10TH ANNUAL AZ TATTOO EXPO
APRIL 30-MAY 2, 2010
MESA CONVENTION CENTER
Arizona's 10th Annual tattoo convention with over 18,000 people in attendance in 2009, this year's event is expected to reach 20,000. On-site tattooing and body piercing by hundreds of the world's best tattoo artists and body piercers. Tattoo & piercing contests all weekend. 1-3 place. with a grand prize of $500.00 Music, food and spirits, tattoo removal, temporary tattoos, live side shows, industry seminars, tattoo related merchandise for sale. Many celebrities expected to be in attendance again as well. A lifestyle event for everyone to enjoy. Children 15 & under free with paid adult admission of $20 per day or $45 for weekend pass.

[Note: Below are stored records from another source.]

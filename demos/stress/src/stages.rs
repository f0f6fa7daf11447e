use tableau_stage::{Stage, StageFactory, StageTable};
use tableau_ui::widgets::Button;
use tableau_ui::{BoxLayout, ElementId, Engine};

const ROWS: usize = 30;
const COLS: usize = 40;

pub static STAGES: &StageTable<Engine> = &[
    ("start", start as StageFactory<Engine>),
    ("stress", stress as StageFactory<Engine>),
];

fn start() -> Box<dyn Stage<Engine>> {
    Box::new(Start)
}

fn stress() -> Box<dyn Stage<Engine>> {
    Box::new(Stress::default())
}

fn go(ui: &mut Engine, stage: &str) {
    if let Err(e) = ui.switch_stage(stage) {
        log::error!("{e}");
    }
}

/// A single button leading to the stress grid.
struct Start;

impl Stage<Engine> for Start {
    fn start(&mut self, ui: &mut Engine) {
        let button = ui.create(Button::new("Click me!", |ui, _| go(ui, "stress")));
        if let Err(e) = ui.insert("test", button) {
            log::error!("start: {e}");
        }
    }

    fn cleanup(&mut self, ui: &mut Engine) {
        if let Err(e) = ui.remove("test") {
            log::error!("start cleanup: {e}");
        }
    }
}

/// A grid of numbered buttons; any of them leads back.
#[derive(Default)]
struct Stress {
    grid: Option<ElementId>,
}

impl Stress {
    fn build(&mut self, ui: &mut Engine) -> tableau_core::Result<()> {
        let grid = ui.panel(BoxLayout::vertical());
        for i in 0..ROWS {
            let row = ui.panel(BoxLayout::horizontal());
            let buttons: Vec<_> = (0..COLS)
                .map(|j| {
                    let label = (j + i * COLS).to_string();
                    (None, ui.create(Button::new(label, |ui, _| go(ui, "start"))))
                })
                .collect();
            ui.add_elements(row, buttons)?;
            ui.add_child(grid, &i.to_string(), row)?;
        }
        ui.insert("stress", grid)?;
        self.grid = Some(grid);
        log::info!("stress grid: {} elements live", ui.live_count());
        Ok(())
    }
}

impl Stage<Engine> for Stress {
    fn start(&mut self, ui: &mut Engine) {
        if let Err(e) = self.build(ui) {
            log::error!("stress: {e}");
        }
    }

    fn cleanup(&mut self, ui: &mut Engine) {
        if let Some(grid) = self.grid.take()
            && let Err(e) = ui.delete(grid)
        {
            log::error!("stress cleanup: {e}");
        }
    }
}
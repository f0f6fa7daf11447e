use std::any::Any;
use std::rc::Rc;
use std::time::Duration;

use tableau_core::{
    InteractionState, KeyEvent, Picture, Rect, Result, ScrollDirection, Size, Style, TextMetrics,
    Vec2,
};

use crate::Engine;

slotmap::new_key_type! {
    /// Handle to an element owned by an [`Engine`]. Stale once the element is
    /// swept.
    pub struct ElementId;
}

/// What an element needs to report its preferred size.
pub struct MeasureCx<'a> {
    pub style: &'a Style,
    pub metrics: &'a dyn TextMetrics,
    pub viewport: Size,
    pub state: &'a InteractionState,
}

/// What an element needs to produce its picture.
pub struct DrawCx<'a> {
    /// Size the layout pass assigned.
    pub size: Size,
    pub style: &'a Style,
    pub metrics: &'a dyn TextMetrics,
    pub state: &'a InteractionState,
}

/// Hook context: the engine plus the element the hook runs for.
pub struct Cx<'a> {
    pub ui: &'a mut Engine,
    pub id: ElementId,
}

static IDLE: InteractionState = InteractionState::new();

impl Cx<'_> {
    pub fn mark_dirty(&mut self) {
        self.ui.mark_dirty(self.id);
    }

    pub fn reflow(&mut self) {
        self.ui.reflow(self.id);
    }

    /// Queues this element for deletion at the end of the frame.
    pub fn delete(&mut self) -> Result<()> {
        self.ui.delete(self.id)
    }

    pub fn focus(&mut self) -> Result<()> {
        self.ui.focus(self.id)
    }

    pub fn state(&self) -> &InteractionState {
        self.ui.state(self.id).unwrap_or(&IDLE)
    }

    pub fn state_mut(&mut self) -> Option<&mut InteractionState> {
        self.ui.state_mut(self.id)
    }

    pub fn rect(&self) -> Option<Rect> {
        self.ui.rect(self.id)
    }

    pub fn style(&self) -> &Style {
        self.ui.style()
    }
}

pub type Action = Rc<dyn Fn(&mut Engine)>;

/// One line of a context menu.
#[derive(Clone)]
pub struct MenuEntry {
    pub label: String,
    pub action: Action,
}

impl MenuEntry {
    pub fn new(label: impl Into<String>, action: impl Fn(&mut Engine) + 'static) -> Self {
        Self {
            label: label.into(),
            action: Rc::new(action),
        }
    }
}

impl std::fmt::Debug for MenuEntry {
    fn fmt(&self, f: &mut std::fmt::Formatter<'_>) -> std::fmt::Result {
        f.debug_struct("MenuEntry").field("label", &self.label).finish()
    }
}

/// Behaviour of a node in the element tree.
///
/// Every hook is optional. Geometry, caching, interaction state and the
/// parent/child links live in the engine; an implementation only describes
/// what it looks like and how it reacts. Pointer positions handed to hooks are
/// relative to the element's top-left.
#[allow(unused_variables)]
pub trait Element: Any {
    /// Preferred size. Containers are measured by their layout strategy
    /// instead.
    fn measure(&self, cx: &MeasureCx<'_>) -> Size {
        Size::ZERO
    }

    /// Fresh picture for the assigned size, or `None` for nothing visible.
    /// Only called when the element is dirty or has no cached picture.
    fn draw(&mut self, cx: &DrawCx<'_>) -> Option<Picture> {
        None
    }

    fn update(&mut self, cx: &mut Cx<'_>, dt: Duration) {}

    /// Runs exactly once, when the element is swept.
    fn cleanup(&mut self, cx: &mut Cx<'_>) {}

    fn on_click(&mut self, cx: &mut Cx<'_>, at: Vec2) {}
    fn on_down(&mut self, cx: &mut Cx<'_>, at: Vec2) {}
    fn on_up(&mut self, cx: &mut Cx<'_>) {}
    fn on_enter(&mut self, cx: &mut Cx<'_>) {}
    fn on_exit(&mut self, cx: &mut Cx<'_>) {}
    fn on_scroll(&mut self, cx: &mut Cx<'_>, direction: ScrollDirection) {}

    /// Context menu entries for a secondary press. Empty means no menu.
    fn on_right(&mut self, cx: &mut Cx<'_>) -> Vec<MenuEntry> {
        Vec::new()
    }

    fn on_keystroke(&mut self, cx: &mut Cx<'_>, key: &KeyEvent) {}
    fn on_kb_focus(&mut self, cx: &mut Cx<'_>) {}
    fn on_kb_defocus(&mut self, cx: &mut Cx<'_>) {}
    fn while_clicked(&mut self, cx: &mut Cx<'_>, at: Vec2) {}
    fn while_hovered(&mut self, cx: &mut Cx<'_>, at: Vec2) {}
}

Huh, that same goofy bastard walked into the store where I am employed. We sell gorgeous garments. That silly nylon wearing toad had the gall to say, "It's a good thing bad taste ain't a crime." Indeed, sir. Nice shorts. Now head over to the ed hardy and old navy.
It isn't all of Texas, let alone much of Austin. The buck knife guy was probably from Oklahoma. (I hope. Or a stink-hole like Orange.)
If I apologize, and say I feel your pain, would that help/redeem Texans? Or I could buy a shirt or something...



Well, written. Minus the last phrase of your entry...I was well into your story and it even convinced me to look at "vendors" differently. However, the last two prominent words quickly put an end to that. Too bad you didn't go with Fuckin' Texans, or something to that effect. Personally, It would have made me laugh and hope that those less reputable Texans realized their faults when crossing you. Like i said...Too bad. Life will go on.